Bawaslu Garut Belum Bisa Buktikan Adanya Dugaan Pelanggaran Dalam Kasus Saweran Duit Partai NasDem di Halaman Kantor KPU

Suara Garut Suara.Com
Selasa, 23 Mei 2023 | 06:00 WIB
Bawaslu Garut Belum Bisa Buktikan Adanya Dugaan Pelanggaran Dalam Kasus  Saweran Duit Partai NasDem di Halaman Kantor KPU
Anggota komisioner yang membawahi bidang hukum Bawaslu Garut Ahmad Nurul Syahid, didampingi dua anggota Komisioner KPU lainnya saat memberikan keterangan kepada wartawan , (22/05).

SUARA GARUT - Badan Pengawas Pemilu (Bawaslu)  Kabupaten Garut, Jawa Barat belum bisa membuktikan adanya dugaan pelanggaran dalam kasus saweran duit yang dilakukan Partai Nasdem pada saat pengajuan bakal calon legislatif (Bacaleg) di halaman KPU Kabupaten Garut pada Kamis, 11 Mei 2023 lalu.

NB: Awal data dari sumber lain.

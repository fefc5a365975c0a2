mod config;

use config::Config;
use fourinrow::error::ServerError;
use tracing_subscriber::{layer::SubscriberExt, util::SubscriberInitExt};

async fn shutdown_signal() {
    if let Err(err) = tokio::signal::ctrl_c().await {
        tracing::error!(%err, "Failed to listen for shutdown signal");
    }
    tracing::info!("Shutting down");
}

#[tokio::main]
async fn main() -> Result<(), ServerError> {
    tracing_subscriber::registry()
        .with(tracing_subscriber::fmt::layer())
        .with(tracing_subscriber::EnvFilter::from_default_env())
        .init();

    let config = Config::from_env();
    let addr = config.addr();

    let pool = sqlx::SqlitePool::connect(&config.database_url).await?;
    sqlx::migrate!().run(&pool).await?;

    let app = fourinrow::app(pool).layer(fourinrow::cors(&config.frontend_origin));

    tracing::info!(
        "Starting server on {} (CORS allowed: {})",
        addr,
        config.frontend_origin
    );

    let listener = tokio::net::TcpListener::bind(&addr).await?;
    axum::serve(listener, app)
        .with_graceful_shutdown(shutdown_signal())
        .await?;

    Ok(())
}
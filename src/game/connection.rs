use super::coordinator::CoordinatorHandle;
use super::messages::{ClientMessage, ServerMessage};
use super::participant::Participant;
use crate::error::OutboxError;
use axum::extract::ws::{Message, WebSocket};
use futures_util::stream::{SplitSink, SplitStream};
use futures_util::{SinkExt, StreamExt};
use std::time::Duration;
use tokio::sync::mpsc::{self, error::TrySendError};
use tokio::time::{Instant, interval_at, timeout};
use tracing::{debug, info, warn};

pub const OUTBOX_CAPACITY: usize = 256;
pub const MAX_FRAME_SIZE: usize = 512;

/// Timings for the write deadline and the application-level heartbeat.
/// `ping_period` must stay below `pong_wait` so a live client always has a
/// ping to answer before its read deadline expires.
#[derive(Debug, Clone, Copy, PartialEq, Eq)]
pub struct HeartbeatConfig {
    pub write_wait: Duration,
    pub pong_wait: Duration,
    pub ping_period: Duration,
}

impl Default for HeartbeatConfig {
    fn default() -> Self {
        let pong_wait = Duration::from_secs(60);
        Self {
            write_wait: Duration::from_secs(10),
            pong_wait,
            ping_period: pong_wait * 9 / 10,
        }
    }
}

/// Producer half of a connection's bounded outbound queue.
/// Not `Clone`: dropping it is what closes the queue.
#[derive(Debug)]
pub struct Outbox {
    tx: mpsc::Sender<String>,
}

impl Outbox {
    pub fn channel() -> (Self, mpsc::Receiver<String>) {
        let (tx, rx) = mpsc::channel(OUTBOX_CAPACITY);
        (Self { tx }, rx)
    }

    /// Queue a serialized frame without waiting
    pub fn push(&self, frame: String) -> Result<(), OutboxError> {
        self.tx.try_send(frame).map_err(|err| match err {
            TrySendError::Full(_) => OutboxError::Full,
            TrySendError::Closed(_) => OutboxError::Closed,
        })
    }
}

pub fn encode(msg: &ServerMessage) -> Option<String> {
    match serde_json::to_string(msg) {
        Ok(json) => Some(json),
        Err(err) => {
            warn!(%err, ?msg, "Failed to encode server message");
            None
        }
    }
}

/// Drive one accepted socket until either direction stops.
/// Registers the participant, runs both pumps and unregisters on the way out.
pub async fn run_connection(
    socket: WebSocket,
    coordinator: CoordinatorHandle,
    display_name: String,
    heartbeat: HeartbeatConfig,
) {
    let (outbox, rx) = Outbox::channel();
    let participant = Participant::new(&display_name, outbox);
    let participant_id = participant.id.clone();
    info!(participant_id, display_name, "New WebSocket connection");

    if !coordinator.register(participant) {
        return;
    }

    let (sender, receiver) = socket.split();
    let mut outbound = tokio::spawn(outbound_pump(sender, rx, heartbeat));
    let mut inbound = tokio::spawn(inbound_pump(
        receiver,
        coordinator.clone(),
        participant_id.clone(),
        heartbeat.pong_wait,
    ));

    tokio::select! {
        _ = &mut inbound => {
            // The coordinator drops the outbox on unregister; let the pump
            // flush and send its close frame.
            if timeout(heartbeat.write_wait, &mut outbound).await.is_err() {
                outbound.abort();
            }
        }
        _ = &mut outbound => {
            inbound.abort();
            coordinator.unregister(&participant_id);
        }
    }

    info!(participant_id, "WebSocket connection closed");
}

async fn outbound_pump(
    mut sender: SplitSink<WebSocket, Message>,
    mut rx: mpsc::Receiver<String>,
    heartbeat: HeartbeatConfig,
) {
    let Some(ping) = encode(&ServerMessage::Ping) else {
        return;
    };
    let mut ticker = interval_at(Instant::now() + heartbeat.ping_period, heartbeat.ping_period);

    loop {
        let msg = tokio::select! {
            frame = rx.recv() => match frame {
                Some(json) => Message::Text(json),
                None => {
                    debug!("Outbound queue closed, sending close frame");
                    let _ = timeout(heartbeat.write_wait, sender.send(Message::Close(None))).await;
                    break;
                }
            },
            _ = ticker.tick() => Message::Text(ping.clone()),
        };

        match timeout(heartbeat.write_wait, sender.send(msg)).await {
            Ok(Ok(())) => {}
            Ok(Err(err)) => {
                warn!(%err, "Write failed");
                break;
            }
            Err(_) => {
                warn!("Write deadline exceeded");
                break;
            }
        }
    }

    let _ = timeout(heartbeat.write_wait, sender.close()).await;
}

async fn inbound_pump(
    mut receiver: SplitStream<WebSocket>,
    coordinator: CoordinatorHandle,
    participant_id: String,
    pong_wait: Duration,
) {
    loop {
        // Every received frame restarts the liveness window
        let msg = match timeout(pong_wait, receiver.next()).await {
            Ok(Some(Ok(msg))) => msg,
            Ok(Some(Err(err))) => {
                info!(participant_id, %err, "Read failed");
                break;
            }
            Ok(None) => break,
            Err(_) => {
                info!(participant_id, "No frame within liveness window");
                break;
            }
        };

        let text = match msg {
            Message::Text(text) => text,
            Message::Close(_) => {
                debug!(participant_id, "Received close frame");
                break;
            }
            _ => {
                debug!("Received non-text message, ignoring");
                continue;
            }
        };

        let Ok(client_msg) = serde_json::from_str::<ClientMessage>(&text) else {
            warn!(participant_id, raw = %text, "Failed to parse client message");
            continue;
        };

        match client_msg {
            ClientMessage::Pong => debug!(participant_id, "Pong received"),
            ClientMessage::Move { column } => coordinator.submit_move(&participant_id, column),
        }
    }

    coordinator.unregister(&participant_id);
}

Padahal kasus yang menyita perhatian publik itu sudah berlalu hampir 2 pekan, bahkan sudah dilakukan sidang Pleno 1 dua hari pasca peristiwa dan melakukan investigasi, serta penelusuran awal.

" Hari ini (Senin, 22 Mei 2023) kita panggil 2 Bacaleg  yang ikut dalam kejadian peristiwa itu, karena pada hari Jumat (19 Mei) kita lakukan juga Ketua KPU dan satu orang bakal calon legislatif yang kita panggil dan kita lakukan klarifikasi," tutur Anggota komisioner yang membawahi bidang hukum Bawaslu Garut Ahmad Nurul Syahid, Senin (22/05/2023).

Ahmad Nurul  Syahid yang akrab disapa Ayi itu, mengatakan, secepatnya akan dilakukan sidang Pleno  Bawaslu untuk menyatakan sikap dan memberikan rekomendasi terhadap peristiwa nyawer tersebut.

"Mudah-mudahan secepatnya kita menggelar sidang Pleno, karena kita juga dikejar waktu dan sesuai dengan prosedur yang ada dan dibatasi waktu beberapa hari sebelum memastikan apakah ada dugaan pelanggaran atau tidak," jelas Ayi.

Sambung, untuk kemungkinan memanggil kader sebagai tambahan untuk dimintai keterangan terkait peristiwa viral tersebut, akan menunggu perkembangan selanjutnya

"Jika ditemukan adanya dugaan pelanggaran kita akan proses sejauh mana tingkat pelanggarannya yang dilakukan. Apakah masuk hanya etik administrasi atau dugaan  pelanggaran  pidana," katanya.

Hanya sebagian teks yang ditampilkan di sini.